I've never worried about or tried to actually correct backlash as it is the end product when everything else is running a good pattern. It's more-or-less WYSIWYG after all else is set up ---> correctly.I am setting up a new ring and pinion in my '73 K10. This is the Dana 44 in the front. The original gears were 3.08, the new gears are 4.11. I think the pattern looks OK but I could use some comments from people with more experience. The backlash is at 0.010". I still need to set the pinion preload, hopefully that won't change the pattern. I do have preload on the pinion but the nut is not torqued to 200 yet.
Backlash has always been a spooky bugaboo to anyone who doesn't work on differentials --- and a lot of high anxiety/hand wringing is caused by people who don't have the field experience in setting up tooth patterns and clearances.
I've worked on a lot of gearsets - from commercial busses and dump trucks, AWD cement haulers, Cats, OTR tractors, general automotives and passenger cars during my 60+ years and like I said: backlash is or should be the last thing to even look at and (be) generally dismissed as non-controllable and an 'after all else is correct' means-nothing value.
I will note here that higher numerical ratios (4.56:1, 5.08:1, etc., and up) will, by design, have a substantially smaller freeplay when all is set up correctly.

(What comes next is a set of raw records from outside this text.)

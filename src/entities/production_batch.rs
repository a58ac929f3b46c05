//! Production batch entity - A lot of finished goods that entered stock.

use sea_orm::entity::prelude::*;
use serde::{Deserialize, Serialize};

/// Quality disposition of a batch
#[derive(
    Debug, Clone, Copy, Default, PartialEq, Eq, EnumIter, DeriveActiveEnum, Serialize, Deserialize,
)]
#[sea_orm(rs_type = "String", db_type = "Text")]
#[serde(rename_all = "SCREAMING_SNAKE_CASE")]
pub enum BatchQuality {
    #[default]
    #[sea_orm(string_value = "RELEASED")]
    Released,
    #[sea_orm(string_value = "QUARANTINE")]
    Quarantine,
    #[sea_orm(string_value = "REJECTED")]
    Rejected,
}

#[derive(Clone, Debug, PartialEq, Eq, DeriveEntityModel, Serialize, Deserialize)]
#[sea_orm(table_name = "production_batches")]
pub struct Model {
    #[sea_orm(primary_key)]
    pub id: i64,
    /// Lot number, unique across all orders
    #[sea_orm(unique)]
    pub batch_number: String,
    pub order_id: i64,
    pub quantity_produced: Decimal,
    pub production_date: Date,
    pub quality: BatchQuality,
    pub created_at: DateTimeUtc,
}

#[derive(Copy, Clone, Debug, EnumIter, DeriveRelation)]
pub enum Relation {
    #[sea_orm(
        belongs_to = "super::production_order::Entity",
        from = "Column::OrderId",
        to = "super::production_order::Column::Id"
    )]
    ProductionOrder,
}

impl Related<super::production_order::Entity> for Entity {
    fn to() -> RelationDef {
        Relation::ProductionOrder.def()
    }
}

impl ActiveModelBehavior for ActiveModel {}
/// Records waste for an order. Stock is not touched.
///
/// # Errors
/// * `Error::Validation` if the process name is empty
/// * `Error::InvalidQuantity` if the quantity is not positive
/// * `Error::NotFound` if the order does not exist
pub async fn register_waste<C>(db: &C, order_id: i64, request: &WasteRequest) -> Result<waste::Model>
where
    C: ConnectionTrait,
{
    if request.process.trim().is_empty() {
        return Err(Error::Validation {
            message: "Waste process cannot be empty".to_string(),
        });
    }
    ensure_positive(request.quantity)?;
    let order = find_order(db, order_id).await?;

    let waste = waste::ActiveModel {
        order_id: Set(order.id),
        process: Set(request.process.trim().to_string()),
        quantity: Set(request.quantity),
        reason: Set(request.reason.clone()),
        recorded_at: Set(Utc::now()),
        ..Default::default()
    }
    .insert(db)
    .await?;

    info!(
        "Recorded {} of waste in {} for order {}",
        waste.quantity, waste.process, order.order_number
    );
    Ok(waste)
}

/// Filters for [`find_wastes`] and [`waste_totals_by_process`]. Bounds are inclusive.
#[derive(Debug, Clone, Copy, Default, PartialEq, Eq)]
pub struct WasteFilter {
    pub order_id: Option<i64>,
    pub from: Option<DateTime<Utc>>,
    pub to: Option<DateTime<Utc>>,
}

impl WasteFilter {
    fn condition(&self) -> Condition {
        let mut condition = Condition::all();
        if let Some(order_id) = self.order_id {
            condition = condition.add(waste::Column::OrderId.eq(order_id));
        }
        if let Some(from) = self.from {
            condition = condition.add(waste::Column::RecordedAt.gte(from));
        }
        if let Some(to) = self.to {
            condition = condition.add(waste::Column::RecordedAt.lte(to));
        }
        condition
    }
}

/// Waste records with their order, newest first.
pub async fn find_wastes<C>(
    db: &C,
    filter: &WasteFilter,
) -> Result<Vec<(waste::Model, Option<production_order::Model>)>>
where
    C: ConnectionTrait,
{
    Waste::find()
        .find_also_related(ProductionOrder)
        .filter(filter.condition())
        .order_by_desc(waste::Column::RecordedAt)
        .order_by_desc(waste::Column::Id)
        .all(db)
        .await
        .map_err(Into::into)
}

/// Total waste of one process.
#[derive(Debug, Clone, PartialEq, Eq, Serialize)]
pub struct ProcessWaste {
    pub process: String,
    pub total_waste: Decimal,
}

/// Waste summed per process, largest first.
pub async fn waste_totals_by_process<C>(db: &C, filter: &WasteFilter) -> Result<Vec<ProcessWaste>>
where
    C: ConnectionTrait,
{
    let wastes = Waste::find().filter(filter.condition()).all(db).await?;

    let mut totals: BTreeMap<String, Decimal> = BTreeMap::new();
    for waste in wastes {
        *totals.entry(waste.process).or_insert(Decimal::ZERO) += waste.quantity;
    }

    let mut totals: Vec<ProcessWaste> = totals
        .into_iter()
        .map(|(process, total_waste)| ProcessWaste {
            process,
            total_waste,
        })
        .collect();
    totals.sort_by(|a, b| b.total_waste.cmp(&a.total_waste));
    Ok(totals)
}

/// Actual cost of a production order. Amounts are rounded to cents.
#[derive(Debug, Clone, PartialEq, Eq, Serialize)]
pub struct CostAnalysis {
    pub order_id: i64,
    pub order_number: String,
    pub product_id: i64,
    pub quantity: Decimal,
    pub material_cost: Decimal,
    pub labor_cost: Decimal,
    pub waste_cost: Decimal,
    pub total_cost: Decimal,
    pub cost_per_unit: Decimal,
}

fn cents(value: Decimal) -> Decimal {
    value.round_dp_with_strategy(2, RoundingStrategy::MidpointAwayFromZero)
}

/// Material cost (consumed quantity x current material cost price) plus waste at
/// [`WASTE_COST_PER_KG`]. Labor is not tracked and reported as zero.
///
/// # Errors
/// Returns `Error::NotFound` if the order does not exist.
pub async fn cost_analysis<C>(db: &C, order_id: i64) -> Result<CostAnalysis>
where
    C: ConnectionTrait,
{
    let order = find_order(db, order_id).await?;

    let consumptions = ProductionConsumption::find()
        .find_also_related(Product)
        .filter(production_consumption::Column::OrderId.eq(order.id))
        .all(db)
        .await?;
    let material_cost: Decimal = consumptions
        .iter()
        .filter_map(|(consumption, material)| {
            material
                .as_ref()
                .map(|m| consumption.consumed_quantity * m.cost_price)
        })
        .sum();

    let waste_quantity: Decimal = Waste::find()
        .filter(waste::Column::OrderId.eq(order.id))
        .all(db)
        .await?
        .iter()
        .map(|w| w.quantity)
        .sum();
    let waste_cost = waste_quantity * WASTE_COST_PER_KG;
    let labor_cost = Decimal::ZERO;

    let total_cost = material_cost + labor_cost + waste_cost;
    let cost_per_unit = if order.quantity.is_zero() {
        Decimal::ZERO
    } else {
        total_cost / order.quantity
    };

    Ok(CostAnalysis {
        order_id: order.id,
        order_number: order.order_number,
        product_id: order.product_id,
        quantity: order.quantity,
        material_cost: cents(material_cost),
        labor_cost: cents(labor_cost),
        waste_cost: cents(waste_cost),
        total_cost: cents(total_cost),
        cost_per_unit: cents(cost_per_unit),
    })
}

/// Filters for [`find_production_orders`].
#[derive(Debug, Clone, Default, PartialEq, Eq)]
pub struct ProductionOrderFilter {
    pub status: Option<ProductionOrderStatus>,
    /// Matches the order number or the product description
    pub search: Option<String>,
    pub product_id: Option<i64>,
}

/// Pages through production orders with their product, latest planned start first.
pub async fn find_production_orders<C>(
    db: &C,
    filter: &ProductionOrderFilter,
    request: PageRequest,
) -> Result<Page<(production_order::Model, Option<product::Model>)>>
where
    C: ConnectionTrait,
{
    let mut query = ProductionOrder::find().find_also_related(Product);
    if let Some(status) = filter.status {
        query = query.filter(production_order::Column::Status.eq(status));
    }
    if let Some(term) = filter.search.as_deref().map(str::trim).filter(|t| !t.is_empty()) {
        query = query.filter(
            Condition::any()
                .add(production_order::Column::OrderNumber.contains(term))
                .add(product::Column::Description.contains(term)),
        );
    }
    if let Some(product_id) = filter.product_id {
        query = query.filter(production_order::Column::ProductId.eq(product_id));
    }

    let paginator = query
        .order_by_desc(production_order::Column::PlannedStartDate)
        .order_by_desc(production_order::Column::Id)
        .paginate(db, request.page_size());
    page::fetch(paginator, request).await
}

It's cooked into the geometry and designed-in necessities of engineering, and as a sidebar it self-defeats attempts to eliminate expensively dragging the greater numerically significant tooth contact over larger surface areas in those ratios, wasting fuel and creating higher heat.
Fuel consumption as a guideline eg: Governmental CAFE Standards - almost condemn numerically high gear ratios as wasteful because of the higher heat/frictional generation ostensibly from the higher pinion speed and inherent friction from sliding over the slower, numerically higher count of the moving ring gear teeth.
This is why we see more of closer to 1:1 ratios to help mitigate heat generation and higher fuel consumption; ultimately, heat comes from your fuel tank.